impl ScriptBuilder {
	pub fn new() -> Self {
		Self { script: Encoder::new() }
	}

	/// Appends op codes without operands.
	pub fn op_code(&mut self, op_codes: &[OpCode]) -> &mut Self {
		for opcode in op_codes {
			self.script.write_u8(opcode.opcode());
		}
		self
	}

	/// Appends an op code followed by its operand bytes.
	pub fn op_code_with_arg(&mut self, opcode: OpCode, argument: Bytes) -> &mut Self {
		self.script.write_u8(opcode.opcode());
		self.script.write_bytes(&argument);
		self
	}

	/// Appends a `System.Contract.Call` invocation: the parameter array,
	/// call flags, method name and the contract hash in little-endian
	/// order, then the syscall.
	pub fn contract_call(
		&mut self,
		hash160: &H160,
		method: &str,
		params: &[ContractParameter],
		call_flags: Option<CallFlags>,
	) -> Result<&mut Self, BuilderError> {
		if method.is_empty() {
			return Err(BuilderError::IllegalArgument(
				"The invoked method must not be empty".to_string(),
			));
		}

		self.push_array(params)?
			.push_integer(BigInt::from(call_flags.unwrap_or(CallFlags::All).value()))?
			.push_data(method.as_bytes().to_vec())
			.push_data(hash160.to_le_vec());
		Ok(self.sys_call(InteropService::SystemContractCall))
	}

	/// Appends a `SYSCALL` for the given interop service.
	pub fn sys_call(&mut self, operation: InteropService) -> &mut Self {
		self.op_code_with_arg(OpCode::Syscall, operation.descriptor().to_vec())
	}

	/// Pushes a single parameter in its NeoVM encoding.
	pub fn push_param(&mut self, param: &ContractParameter) -> Result<&mut Self, BuilderError> {
		if param.get_type() == ContractParameterType::Any
			|| param.get_type() == ContractParameterType::Void
		{
			self.op_code(&[OpCode::PushNull]);
			return Ok(self);
		}

		match param.value.as_ref().ok_or_else(|| {
			BuilderError::IllegalArgument("Parameter value is None".to_string())
		})? {
			ParameterValue::Boolean(b) => self.push_bool(*b),
			ParameterValue::Integer(i) => self.push_integer(i.clone())?,
			ParameterValue::ByteArray(b) | ParameterValue::Signature(b) |
			ParameterValue::PublicKey(b) => self.push_data(b.clone()),
			ParameterValue::H160(h) => self.push_data(h.to_le_vec()),
			ParameterValue::H256(h) => {
				let mut bytes = h.as_bytes().to_vec();
				bytes.reverse();
				self.push_data(bytes)
			},
			ParameterValue::String(s) => self.push_data(s.as_bytes().to_vec()),
			ParameterValue::Array(arr) => self.push_array(arr)?,
			ParameterValue::Map(map) => self.push_map(map.0.as_slice())?,
		};

		Ok(self)
	}

	/// Pushes an integer in its minimal encoding: the single-byte
	/// constants for -1..=16, otherwise the smallest `PUSHINT*` whose
	/// two's-complement little-endian form fits. Values beyond 32 bytes
	/// are rejected.
	pub fn push_integer(&mut self, i: BigInt) -> Result<&mut Self, BuilderError> {
		if i >= BigInt::from(-1) && i <= BigInt::from(16) {
			let n = i.to_i32().expect("value fits i32 inside -1..=16");
			self.script.write_u8((OpCode::Push0 as i32 + n) as u8);
			return Ok(self);
		}

		let negative = i.sign() == Sign::Minus;
		let bytes = i.to_signed_bytes_le();
		match bytes.len() {
			1 => self.push_opcode_bytes(OpCode::PushInt8, bytes),
			2 => self.push_opcode_bytes(OpCode::PushInt16, bytes),
			len if len <= 4 =>
				self.push_opcode_bytes(OpCode::PushInt32, Self::pad_right(&bytes, 4, negative)),
			len if len <= 8 =>
				self.push_opcode_bytes(OpCode::PushInt64, Self::pad_right(&bytes, 8, negative)),
			len if len <= 16 =>
				self.push_opcode_bytes(OpCode::PushInt128, Self::pad_right(&bytes, 16, negative)),
			len if len <= 32 =>
				self.push_opcode_bytes(OpCode::PushInt256, Self::pad_right(&bytes, 32, negative)),
			_ =>
				return Err(BuilderError::IllegalArgument(
					"NeoVM integers are at most 256 bits wide".to_string(),
				)),
		};
		Ok(self)
	}

	/// Appends an op code and raw operand bytes.
	pub fn push_opcode_bytes(&mut self, opcode: OpCode, argument: Vec<u8>) -> &mut ScriptBuilder {
		self.script.write_u8(opcode.opcode());
		self.script.write_bytes(&argument);
		self
	}

	fn pad_right(bytes: &[u8], size: usize, negative: bool) -> Vec<u8> {
		let mut padded = bytes.to_vec();
		padded.resize(size, if negative { 0xFF } else { 0x00 });
		padded
	}

	/// Pushes data behind the smallest `PUSHDATA*` prefix that fits.
	pub fn push_data(&mut self, data: Vec<u8>) -> &mut Self {
		match data.len() {
			0..=0xFF => {
				self.op_code(&[OpCode::PushData1]);
				self.script.write_u8(data.len() as u8);
			},
			0x100..=0xFFFF => {
				self.op_code(&[OpCode::PushData2]);
				self.script.write_u16(data.len() as u16);
			},
			_ => {
				self.op_code(&[OpCode::PushData4]);
				self.script.write_u32(data.len() as u32);
			},
		}
		self.script.write_bytes(&data);
		self
	}

	/// NeoVM booleans are the integer constants 0 and 1.
	pub fn push_bool(&mut self, b: bool) -> &mut Self {
		self.op_code(&[if b { OpCode::Push1 } else { OpCode::Push0 }])
	}

	/// Pushes the elements in reverse order, then the count, then `PACK`.
	pub fn push_array(&mut self, arr: &[ContractParameter]) -> Result<&mut Self, BuilderError> {
		if arr.is_empty() {
			self.op_code(&[OpCode::NewArray0]);
			return Ok(self);
		}
		for param in arr.iter().rev() {
			self.push_param(param)?;
		}
		Ok(self.push_integer(BigInt::from(arr.len()))?.op_code(&[OpCode::Pack]))
	}

	/// Pushes value then key for each entry, then the count, then
	/// `PACKMAP`.
	pub fn push_map(
		&mut self,
		map: &[(ContractParameter, ContractParameter)],
	) -> Result<&mut Self, BuilderError> {
		for (key, value) in map {
			self.push_param(value)?;
			self.push_param(key)?;
		}
		Ok(self.push_integer(BigInt::from(map.len()))?.op_code(&[OpCode::PackMap]))
	}

	pub fn pack(&mut self) -> &mut Self {
		self.op_code(&[OpCode::Pack])
	}

	pub fn to_bytes(&self) -> Bytes {
		self.script.to_bytes()
	}

	/// The current script length, used for computing jump offsets.
	pub fn len(&self) -> usize {
		self.script.size()
	}

	pub fn is_empty(&self) -> bool {
		self.len() == 0
	}

	/// The single-sig verification script for a public key:
	/// `PUSHDATA1 33 <key> SYSCALL System.Crypto.CheckSig`.
	pub fn build_verification_script(pub_key: &Secp256r1PublicKey) -> Bytes {
		let mut sb = ScriptBuilder::new();
		sb.push_data(pub_key.get_encoded(true)).sys_call(InteropService::SystemCryptoCheckSig);
		sb.to_bytes()
	}

	/// The m-of-n multi-sig verification script. Keys are sorted by their
	/// compressed encoding, a protocol requirement; duplicates are
	/// rejected.
	pub fn build_multi_sig_script(
		pubkeys: &[Secp256r1PublicKey],
		threshold: u32,
	) -> Result<Bytes, BuilderError> {
		let n = pubkeys.len() as u32;
		if threshold < 1 || threshold > n {
			return Err(BuilderError::IllegalArgument(format!(
				"Signing threshold must be in 1..={n}, got {threshold}"
			)));
		}
		if n > NeoConstants::MAX_PUBLIC_KEYS_PER_MULTI_SIG_ACCOUNT {
			return Err(BuilderError::IllegalArgument(format!(
				"At most {} public keys per multi-sig account",
				NeoConstants::MAX_PUBLIC_KEYS_PER_MULTI_SIG_ACCOUNT
			)));
		}

		let mut sorted = pubkeys.to_vec();
		sorted.sort();
		if sorted.windows(2).any(|pair| pair[0] == pair[1]) {
			return Err(BuilderError::IllegalArgument(
				"Duplicate public keys in multi-sig script".to_string(),
			));
		}

		let mut sb = ScriptBuilder::new();
		sb.push_integer(BigInt::from(threshold))?;
		for pk in &sorted {
			sb.push_data(pk.get_encoded(true));
		}
		sb.push_integer(BigInt::from(n))?;
		sb.sys_call(InteropService::SystemCryptoCheckMultiSig);
		Ok(sb.to_bytes())
	}

	/// The deployment-time script a contract hash is derived from:
	/// `ABORT <sender LE> <NEF checksum> <name>`. Only ever fed to
	/// `H160::from_script`.
	pub fn build_contract_script(
		sender: &H160,
		nef_checksum: u32,
		name: &str,
	) -> Result<Bytes, BuilderError> {
		let mut sb = ScriptBuilder::new();
		sb.op_code(&[OpCode::Abort]).push_data(sender.to_le_vec());
		sb.push_integer(BigInt::from(nef_checksum))?;
		sb.push_data(name.as_bytes().to_vec());
		Ok(sb.to_bytes())
	}

	/// Calls a contract method returning an iterator and unwraps up to
	/// `max_items` values into an array on the VM, for nodes with
	/// sessions disabled.
	pub fn build_contract_call_and_unwrap_iterator(
		contract_hash: &H160,
		method: &str,
		params: &[ContractParameter],
		max_items: u32,
		call_flags: Option<CallFlags>,
	) -> Result<Bytes, BuilderError> {
		let mut sb = Self::new();
		sb.push_integer(BigInt::from(max_items))?;

		sb.contract_call(contract_hash, method, params, call_flags)?;
		sb.op_code(&[OpCode::NewArray0]);

		// Stack: [max_items, iterator, array]
		let cycle_start = sb.len();
		sb.op_code(&[OpCode::Over]);
		sb.sys_call(InteropService::SystemIteratorNext);

		let jmp_if_not = sb.len();
		sb.op_code_with_arg(OpCode::JmpIfNot, vec![0]);

		sb.op_code(&[OpCode::Dup, OpCode::Push2, OpCode::Pick])
			.sys_call(InteropService::SystemIteratorValue)
			.op_code(&[
				OpCode::Append,
				OpCode::Dup,
				OpCode::Size,
				OpCode::Push3,
				OpCode::Pick,
				OpCode::Ge,
			]);

		let jmp_if_max = sb.len();
		sb.op_code_with_arg(OpCode::JmpIf, vec![0]);

		let jmp_offset = sb.len();
		let jmp_bytes = (cycle_start as i32 - jmp_offset as i32) as i8;
		sb.op_code_with_arg(OpCode::Jmp, vec![jmp_bytes as u8]);

		let load_result = sb.len();
		sb.op_code(&[OpCode::Nip, OpCode::Nip]);

		// Patch the forward jumps now that the exit offset is known.
		let mut script = sb.to_bytes();
		script[jmp_if_not + 1] = (load_result - jmp_if_not) as i8 as u8;
		script[jmp_if_max + 1] = (load_result - jmp_if_max) as i8 as u8;

		Ok(script)
	}
}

◆ WHAT IS NEEDED: Find the string "BigInt" in the material above, and report every line where it occurs.

◆ OUTPUT OF THE TASK:
			.push_integer(BigInt::from(call_flags.unwrap_or(CallFlags::All).value()))?
	pub fn push_integer(&mut self, i: BigInt) -> Result<&mut Self, BuilderError> {
		if i >= BigInt::from(-1) && i <= BigInt::from(16) {
		Ok(self.push_integer(BigInt::from(arr.len()))?.op_code(&[OpCode::Pack]))
		Ok(self.push_integer(BigInt::from(map.len()))?.op_code(&[OpCode::PackMap]))
		sb.push_integer(BigInt::from(threshold))?;
		sb.push_integer(BigInt::from(n))?;
		sb.push_integer(BigInt::from(nef_checksum))?;
		sb.push_integer(BigInt::from(max_items))?;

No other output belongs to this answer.